**Try it:** Return each line of the listing that contains the string "wins".

**Listed records:**

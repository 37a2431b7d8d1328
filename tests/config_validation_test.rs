//! Configuration validation tests
//!
//! Tests that verify configuration defaults, validation and credential files.

mod common;

use opnsense_exporter::config::{CollectorsConfig, Config, ExporterConfig, ServerConfig};
use secrecy::{ExposeSecret, SecretString};
use std::io::Write;

fn valid_config() -> Config {
    Config {
        opnsense: common::opnsense_config("opnsense.local"),
        server: ServerConfig::default(),
        exporter: ExporterConfig::default(),
        collectors: CollectorsConfig::default(),
    }
}

fn temp_file(name: &str, content: &str) -> std::path::PathBuf {
    let path = std::env::temp_dir().join(format!(
        "opnsense-exporter-{}-{}",
        std::process::id(),
        name
    ));
    let mut file = std::fs::File::create(&path).expect("Failed to create temp file");
    file.write_all(content.as_bytes())
        .expect("Failed to write temp file");
    path
}

#[test]
fn test_default_server_config() {
    // Given: ServerConfig with default values
    let config = ServerConfig::default();

    // Then: Should have expected default values
    assert_eq!(config.addr, "0.0.0.0");
    assert_eq!(config.port, 8080);
    assert_eq!(config.metrics_path, "/metrics");
}

#[test]
fn test_default_exporter_config() {
    let config = ExporterConfig::default();

    assert_eq!(config.instance_label, "opnsense");
    assert!(!config.firmware_check_on_start);
    assert!(!config.disable_exporter_metrics);
}

#[test]
fn test_load_without_file_uses_defaults() {
    // Given: A config path that does not exist
    let path = "/nonexistent/opnsense-exporter/config";

    // When: Loading it
    let config = Config::load(path).expect("missing file should not be an error");

    // Then: Every section falls back to its defaults
    assert_eq!(config.opnsense.protocol, "https");
    assert!(config.opnsense.host.is_empty());
    assert!(!config.opnsense.insecure);
    assert_eq!(config.server.port, 8080);
    assert_eq!(config.exporter.instance_label, "opnsense");
}

#[test]
fn test_defaults_plus_overrides_validate() {
    // Given: Defaults from a missing file
    let mut config = Config::load("/nonexistent/opnsense-exporter/config").unwrap();

    // Then: They are rejected until a host and credentials are set
    assert!(config.validate().unwrap_err().to_string().contains("host"));

    config.opnsense.host = "10.0.0.1".to_string();
    config.opnsense.api_key = SecretString::from("key");
    config.opnsense.api_secret = SecretString::from("secret");
    config.opnsense.resolve_credentials().unwrap();
    assert!(config.validate().is_ok());
    assert_eq!(config.opnsense.base_url(), "https://10.0.0.1");
}

#[test]
fn test_file_without_opnsense_section_loads() {
    // Given: A file that only configures the server
    let path = temp_file("server-only.toml", "[server]\nport = 9999\n");

    // When: Loading it
    let config = Config::load(path.to_str().unwrap()).unwrap();

    // Then: The missing section takes its defaults
    assert_eq!(config.server.port, 9999);
    assert_eq!(config.opnsense.protocol, "https");
    assert!(config.opnsense.host.is_empty());
    std::fs::remove_file(path).ok();
}

#[test]
fn test_valid_config_passes() {
    assert!(valid_config().validate().is_ok());
}

#[test]
fn test_empty_host_is_rejected() {
    // Given: A config without a host
    let mut config = valid_config();
    config.opnsense.host = String::new();

    // When: Validating
    let err = config.validate().unwrap_err();

    // Then: The error names the host
    assert!(err.to_string().contains("host"));
}

#[test]
fn test_empty_api_key_is_rejected() {
    let mut config = valid_config();
    config.opnsense.api_key = SecretString::from("");

    let err = config.validate().unwrap_err();
    assert!(err.to_string().contains("api_key"));
}

#[test]
fn test_blank_instance_label_is_rejected() {
    let mut config = valid_config();
    config.exporter.instance_label = "  ".to_string();

    let err = config.validate().unwrap_err();
    assert!(err.to_string().contains("instance_label"));
}

#[test]
fn test_metrics_path_must_be_absolute() {
    let mut config = valid_config();
    config.server.metrics_path = "metrics".to_string();

    assert!(config.validate().is_err());
}

#[test]
fn test_credential_files_win_over_inline_values() {
    // Given: Key and secret files, the secret file carrying extra lines
    let key_file = temp_file("key", "file-key\n");
    let secret_file = temp_file("secret", "  file-secret  \nignored\n");

    let mut config = valid_config();
    config.opnsense.api_key_file = Some(key_file.clone());
    config.opnsense.api_secret_file = Some(secret_file.clone());

    // When: Resolving credentials
    config.opnsense.resolve_credentials().unwrap();

    // Then: The trimmed first lines replace the inline values
    assert_eq!(config.opnsense.api_key.expose_secret(), "file-key");
    assert_eq!(config.opnsense.api_secret.expose_secret(), "file-secret");

    let _ = std::fs::remove_file(key_file);
    let _ = std::fs::remove_file(secret_file);
}

#[test]
fn test_empty_credential_file_keeps_inline_value() {
    let key_file = temp_file("empty-key", "");

    let mut config = valid_config();
    config.opnsense.api_key_file = Some(key_file.clone());
    config.opnsense.resolve_credentials().unwrap();

    assert_eq!(config.opnsense.api_key.expose_secret(), "key");
    let _ = std::fs::remove_file(key_file);
}

#[test]
fn test_missing_credential_file_is_an_error() {
    let mut config = valid_config();
    config.opnsense.api_secret_file = Some("/nonexistent/opnsense-secret".into());

    let err = config.opnsense.resolve_credentials().unwrap_err();
    assert!(err.to_string().contains("Configuration error"));
}
use crate::collectors;
use crate::error::{ExporterError, Result};
use anyhow::Context;
use secrecy::{ExposeSecret, SecretString};
use serde::Deserialize;
use std::path::{Path, PathBuf};

#[derive(Debug, Deserialize, Clone)]
pub struct Config {
    #[serde(default)]
    pub opnsense: OpnSenseConfig,
    #[serde(default)]
    pub server: ServerConfig,
    #[serde(default)]
    pub exporter: ExporterConfig,
    #[serde(default)]
    pub collectors: CollectorsConfig,
}

#[derive(Debug, Deserialize, Clone)]
pub struct OpnSenseConfig {
    #[serde(default = "default_protocol")]
    pub protocol: String,
    #[serde(default)]
    pub host: String,
    #[serde(default = "empty_secret")]
    pub api_key: SecretString,
    #[serde(default = "empty_secret")]
    pub api_secret: SecretString,
    /// File whose first line holds the API key; wins over `api_key` when non-empty
    #[serde(default)]
    pub api_key_file: Option<PathBuf>,
    /// File whose first line holds the API secret; wins over `api_secret` when non-empty
    #[serde(default)]
    pub api_secret_file: Option<PathBuf>,
    /// Disable TLS certificate verification
    #[serde(default)]
    pub insecure: bool,
}

#[derive(Debug, Deserialize, Clone)]
pub struct ServerConfig {
    #[serde(default = "default_addr")]
    pub addr: String,
    #[serde(default = "default_port")]
    pub port: u16,
    #[serde(default = "default_metrics_path")]
    pub metrics_path: String,
}

#[derive(Debug, Deserialize, Clone)]
pub struct ExporterConfig {
    /// Value of the `opnsense_instance` label attached to every metric
    #[serde(default = "default_instance_label")]
    pub instance_label: String,
    /// Ask the firewall to refresh its firmware status once at startup
    #[serde(default)]
    pub firmware_check_on_start: bool,
    /// Leave out the `process_*` metrics about the exporter itself
    #[serde(default)]
    pub disable_exporter_metrics: bool,
}

/// Per-feature switches. Services, interfaces, protocol and gateways are always collected.
#[derive(Debug, Deserialize, Clone)]
pub struct CollectorsConfig {
    #[serde(default = "default_true")]
    pub arp_table: bool,
    #[serde(default = "default_true")]
    pub cron: bool,
    #[serde(default = "default_true")]
    pub wireguard: bool,
    #[serde(default = "default_true")]
    pub ipsec: bool,
    #[serde(default = "default_true")]
    pub unbound_dns: bool,
    #[serde(default = "default_true")]
    pub openvpn: bool,
    #[serde(default = "default_true")]
    pub firewall: bool,
    #[serde(default = "default_true")]
    pub firmware: bool,
    #[serde(default = "default_true")]
    pub dhcp: bool,
}

fn default_protocol() -> String {
    "https".to_string()
}

fn empty_secret() -> SecretString {
    SecretString::from("")
}

fn default_addr() -> String {
    "0.0.0.0".to_string()
}

fn default_port() -> u16 {
    8080
}

fn default_metrics_path() -> String {
    "/metrics".to_string()
}

fn default_instance_label() -> String {
    "opnsense".to_string()
}

fn default_true() -> bool {
    true
}

impl Default for OpnSenseConfig {
    fn default() -> Self {
        Self {
            protocol: default_protocol(),
            host: String::new(),
            api_key: empty_secret(),
            api_secret: empty_secret(),
            api_key_file: None,
            api_secret_file: None,
            insecure: false,
        }
    }
}

impl Default for ServerConfig {
    fn default() -> Self {
        Self {
            addr: default_addr(),
            port: default_port(),
            metrics_path: default_metrics_path(),
        }
    }
}

impl Default for ExporterConfig {
    fn default() -> Self {
        Self {
            instance_label: default_instance_label(),
            firmware_check_on_start: false,
            disable_exporter_metrics: false,
        }
    }
}

impl Default for CollectorsConfig {
    fn default() -> Self {
        Self {
            arp_table: true,
            cron: true,
            wireguard: true,
            ipsec: true,
            unbound_dns: true,
            openvpn: true,
            firewall: true,
            firmware: true,
            dhcp: true,
        }
    }
}

impl CollectorsConfig {
    /// Names of the collectors switched off, in registry order
    pub fn disabled(&self) -> Vec<&'static str> {
        [
            (collectors::ARP_TABLE, self.arp_table),
            (collectors::CRON, self.cron),
            (collectors::WIREGUARD, self.wireguard),
            (collectors::IPSEC, self.ipsec),
            (collectors::UNBOUND_DNS, self.unbound_dns),
            (collectors::OPENVPN, self.openvpn),
            (collectors::FIREWALL, self.firewall),
            (collectors::FIRMWARE, self.firmware),
            (collectors::DHCP, self.dhcp),
        ]
        .into_iter()
        .filter(|(_, enabled)| !enabled)
        .map(|(name, _)| name)
        .collect()
    }
}

impl OpnSenseConfig {
    /// `<protocol>://<host>`
    pub fn base_url(&self) -> String {
        format!("{}://{}", self.protocol, self.host)
    }

    /// Replace inline credentials with the first line of their files, when set
    pub fn resolve_credentials(&mut self) -> Result<()> {
        if let Some(path) = &self.api_key_file {
            let key = read_first_line(path)?;
            if !key.is_empty() {
                self.api_key = SecretString::from(key);
            }
        }
        if let Some(path) = &self.api_secret_file {
            let secret = read_first_line(path)?;
            if !secret.is_empty() {
                self.api_secret = SecretString::from(secret);
            }
        }
        Ok(())
    }

    pub fn validate(&self) -> Result<()> {
        if self.protocol != "http" && self.protocol != "https" {
            return Err(ExporterError::Config(
                "protocol must be one of: [http, https]".to_string(),
            ));
        }
        if self.host.is_empty() {
            return Err(ExporterError::Config("host must be set".to_string()));
        }
        if self.api_key.expose_secret().is_empty() {
            return Err(ExporterError::Config(
                "api_key or api_key_file must be set".to_string(),
            ));
        }
        if self.api_secret.expose_secret().is_empty() {
            return Err(ExporterError::Config(
                "api_secret or api_secret_file must be set".to_string(),
            ));
        }
        Ok(())
    }
}

fn read_first_line(path: &Path) -> Result<String> {
    let content = std::fs::read_to_string(path).map_err(|e| {
        ExporterError::Config(format!("failed to read {}: {}", path.display(), e))
    })?;
    Ok(content.lines().next().unwrap_or_default().trim().to_string())
}

impl Config {
    pub fn load(path: &str) -> anyhow::Result<Self> {
        // Load environment variables from .env if present
        dotenvy::dotenv().ok();

        let config = config::Config::builder()
            .add_source(config::File::with_name(path).required(false))
            .add_source(config::Environment::with_prefix("OPNSENSE_EXPORTER").separator("__"))
            .build()
            .context("Failed to build configuration")?;

        config
            .try_deserialize()
            .context("Failed to deserialize configuration")
    }

    /// Startup checks; any failure here stops the process before the first scrape
    pub fn validate(&self) -> Result<()> {
        self.opnsense.validate()?;

        if self.exporter.instance_label.trim().is_empty() {
            return Err(ExporterError::Config(
                "instance_label must be set".to_string(),
            ));
        }
        if !self.server.metrics_path.starts_with('/') {
            return Err(ExporterError::Config(format!(
                "metrics_path must start with '/': {}",
                self.server.metrics_path
            )));
        }
        Ok(())
    }
}
//! Protocol Statistics Metrics Collector
//!
//! # Metrics Produced
//! - `opnsense_protocol_tcp_connection_count_by_state` - Labels: state
//! - `opnsense_protocol_tcp_sent_packets_total`
//! - `opnsense_protocol_tcp_received_packets_total`
//! - `opnsense_protocol_arp_sent_requests_total`
//! - `opnsense_protocol_arp_received_requests_total`

use super::{Emitter, MetricDesc, SourceAdapter, PROTOCOL};
use crate::opnsense::{FetchError, OpnSenseClient};
use async_trait::async_trait;

pub struct ProtocolCollector {
    instance: String,
    tcp_connection_count_by_state: MetricDesc,
    tcp_sent_packets: MetricDesc,
    tcp_received_packets: MetricDesc,
    arp_sent_requests: MetricDesc,
    arp_received_requests: MetricDesc,
}

impl ProtocolCollector {
    pub fn new() -> Self {
        Self {
            instance: String::new(),
            tcp_connection_count_by_state: MetricDesc::gauge(
                PROTOCOL,
                "tcp_connection_count_by_state",
                "Number of TCP connections by state",
                &["state"],
            ),
            tcp_sent_packets: MetricDesc::counter(
                PROTOCOL,
                "tcp_sent_packets_total",
                "Number of sent TCP packets",
                &[],
            ),
            tcp_received_packets: MetricDesc::counter(
                PROTOCOL,
                "tcp_received_packets_total",
                "Number of received TCP packets",
                &[],
            ),
            arp_sent_requests: MetricDesc::counter(
                PROTOCOL,
                "arp_sent_requests_total",
                "Number of sent ARP requests",
                &[],
            ),
            arp_received_requests: MetricDesc::counter(
                PROTOCOL,
                "arp_received_requests_total",
                "Number of received ARP requests",
                &[],
            ),
        }
    }
}

impl Default for ProtocolCollector {
    fn default() -> Self {
        Self::new()
    }
}

#[async_trait]
impl SourceAdapter for ProtocolCollector {
    fn name(&self) -> &'static str {
        PROTOCOL
    }

    fn register(&mut self, instance: &str) {
        self.instance = instance.to_string();
    }

    fn describe(&self) -> Vec<&MetricDesc> {
        vec![
            &self.tcp_connection_count_by_state,
            &self.tcp_sent_packets,
            &self.tcp_received_packets,
            &self.arp_sent_requests,
            &self.arp_received_requests,
        ]
    }

    async fn update(&self, client: &OpnSenseClient, out: &mut Emitter) -> Result<(), FetchError> {
        let stats = client.fetch_protocol_statistics().await?;

        for (state, count) in &stats.tcp_connection_count_by_state {
            out.emit(
                &self.tcp_connection_count_by_state,
                *count as f64,
                &[state, &self.instance],
            );
        }

        let instance = [self.instance.as_str()];
        out.emit(&self.tcp_sent_packets, stats.tcp_sent_packets as f64, &instance);
        out.emit(
            &self.tcp_received_packets,
            stats.tcp_received_packets as f64,
            &instance,
        );
        out.emit(
            &self.arp_sent_requests,
            stats.arp_sent_requests as f64,
            &instance,
        );
        out.emit(
            &self.arp_received_requests,
            stats.arp_received_requests as f64,
            &instance,
        );
        Ok(())
    }
}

**Task output:**
    /// File whose first line holds the API key; wins over `api_key` when non-empty
    /// File whose first line holds the API secret; wins over `api_secret` when non-empty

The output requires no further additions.